Record set
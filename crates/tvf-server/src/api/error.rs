//! Error responses

use axum::http::StatusCode;
use axum::response::{IntoResponse, Response};
use axum::Json;

use tvf_core::api::ErrorBody;
use tvf_core::error::{FleetError, RegistryError};

/// An error rendered as a JSON response
#[derive(Debug)]
pub struct ApiError {
    status: StatusCode,
    code: &'static str,
    message: String,
}

impl ApiError {
    /// Malformed request (400)
    pub fn invalid(message: impl Into<String>) -> Self {
        Self {
            status: StatusCode::BAD_REQUEST,
            code: "invalid_request",
            message: message.into(),
        }
    }

    pub fn status(&self) -> StatusCode {
        self.status
    }

    pub fn code(&self) -> &'static str {
        self.code
    }
}

impl From<FleetError> for ApiError {
    fn from(err: FleetError) -> Self {
        let (status, code) = match &err {
            FleetError::Registry(RegistryError::DuplicateIdentifier { .. }) => {
                (StatusCode::CONFLICT, "duplicate_identifier")
            }
            FleetError::Registry(RegistryError::TerminalNotFound(_)) => {
                (StatusCode::NOT_FOUND, "not_found")
            }
            FleetError::Registry(RegistryError::LocationNotFound { .. }) => {
                (StatusCode::NOT_FOUND, "location_not_found")
            }
            FleetError::Registry(RegistryError::Invalid(_)) => {
                (StatusCode::BAD_REQUEST, "invalid_request")
            }
            FleetError::Registry(RegistryError::Store(_)) => {
                (StatusCode::INTERNAL_SERVER_ERROR, "internal")
            }
        };

        if status.is_server_error() {
            tracing::error!("Request failed: {}", err);
        } else {
            tracing::debug!("Request rejected: {}", err);
        }

        Self {
            status,
            code,
            message: err.to_string(),
        }
    }
}

impl IntoResponse for ApiError {
    fn into_response(self) -> Response {
        let body = ErrorBody {
            error: self.code.to_string(),
            message: self.message,
        };
        (self.status, Json(body)).into_response()
    }
}

#[cfg(test)]
mod tests {
    use super::*;
    use tvf_core::error::{IdentifierField, StoreError};
    use tvf_core::{LocationType, TerminalId};

    #[test]
    fn test_status_mapping() {
        let cases: Vec<(FleetError, StatusCode, &str)> = vec![
            (
                RegistryError::DuplicateIdentifier {
                    field: IdentifierField::TerminalCode,
                    value: "STB-1".to_string(),
                }
                .into(),
                StatusCode::CONFLICT,
                "duplicate_identifier",
            ),
            (
                RegistryError::TerminalNotFound(TerminalId::new()).into(),
                StatusCode::NOT_FOUND,
                "not_found",
            ),
            (
                RegistryError::LocationNotFound {
                    location_type: LocationType::Room,
                    identifier: "404".to_string(),
                }
                .into(),
                StatusCode::NOT_FOUND,
                "location_not_found",
            ),
            (
                RegistryError::Invalid("bad".to_string()).into(),
                StatusCode::BAD_REQUEST,
                "invalid_request",
            ),
            (
                StoreError::Unavailable("down".to_string()).into(),
                StatusCode::INTERNAL_SERVER_ERROR,
                "internal",
            ),
        ];

        for (err, status, code) in cases {
            let api: ApiError = err.into();
            assert_eq!(api.status(), status);
            assert_eq!(api.code(), code);
        }
    }
}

Exercise objective
Repeat all the records without altering a single word.

Exercise solution
filename crates/tvf-server/src/api/error.rs
//! Error responses

use axum::http::StatusCode;
use axum::response::{IntoResponse, Response};
use axum::Json;

use tvf_core::api::ErrorBody;
use tvf_core::error::{FleetError, RegistryError};

/// An error rendered as a JSON response
#[derive(Debug)]
pub struct ApiError {
    status: StatusCode,
    code: &'static str,
    message: String,
}

impl ApiError {
    /// Malformed request (400)
    pub fn invalid(message: impl Into<String>) -> Self {
        Self {
            status: StatusCode::BAD_REQUEST,
            code: "invalid_request",
            message: message.into(),
        }
    }

    pub fn status(&self) -> StatusCode {
        self.status
    }

    pub fn code(&self) -> &'static str {
        self.code
    }
}

impl From<FleetError> for ApiError {
    fn from(err: FleetError) -> Self {
        let (status, code) = match &err {
            FleetError::Registry(RegistryError::DuplicateIdentifier { .. }) => {
                (StatusCode::CONFLICT, "duplicate_identifier")
            }
            FleetError::Registry(RegistryError::TerminalNotFound(_)) => {
                (StatusCode::NOT_FOUND, "not_found")
            }
            FleetError::Registry(RegistryError::LocationNotFound { .. }) => {
                (StatusCode::NOT_FOUND, "location_not_found")
            }
            FleetError::Registry(RegistryError::Invalid(_)) => {
                (StatusCode::BAD_REQUEST, "invalid_request")
            }
            FleetError::Registry(RegistryError::Store(_)) => {
                (StatusCode::INTERNAL_SERVER_ERROR, "internal")
            }
        };

        if status.is_server_error() {
            tracing::error!("Request failed: {}", err);
        } else {
            tracing::debug!("Request rejected: {}", err);
        }

        Self {
            status,
            code,
            message: err.to_string(),
        }
    }
}

impl IntoResponse for ApiError {
    fn into_response(self) -> Response {
        let body = ErrorBody {
            error: self.code.to_string(),
            message: self.message,
        };
        (self.status, Json(body)).into_response()
    }
}

#[cfg(test)]
mod tests {
    use super::*;
    use tvf_core::error::{IdentifierField, StoreError};
    use tvf_core::{LocationType, TerminalId};

    #[test]
    fn test_status_mapping() {
        let cases: Vec<(FleetError, StatusCode, &str)> = vec![
            (
                RegistryError::DuplicateIdentifier {
                    field: IdentifierField::TerminalCode,
                    value: "STB-1".to_string(),
                }
                .into(),
                StatusCode::CONFLICT,
                "duplicate_identifier",
            ),
            (
                RegistryError::TerminalNotFound(TerminalId::new()).into(),
                StatusCode::NOT_FOUND,
                "not_found",
            ),
            (
                RegistryError::LocationNotFound {
                    location_type: LocationType::Room,
                    identifier: "404".to_string(),
                }
                .into(),
                StatusCode::NOT_FOUND,
                "location_not_found",
            ),
            (
                RegistryError::Invalid("bad".to_string()).into(),
                StatusCode::BAD_REQUEST,
                "invalid_request",
            ),
            (
                StoreError::Unavailable("down".to_string()).into(),
                StatusCode::INTERNAL_SERVER_ERROR,
                "internal",
            ),
        ];

        for (err, status, code) in cases {
            let api: ApiError = err.into();
            assert_eq!(api.status(), status);
            assert_eq!(api.code(), code);
        }
    }
}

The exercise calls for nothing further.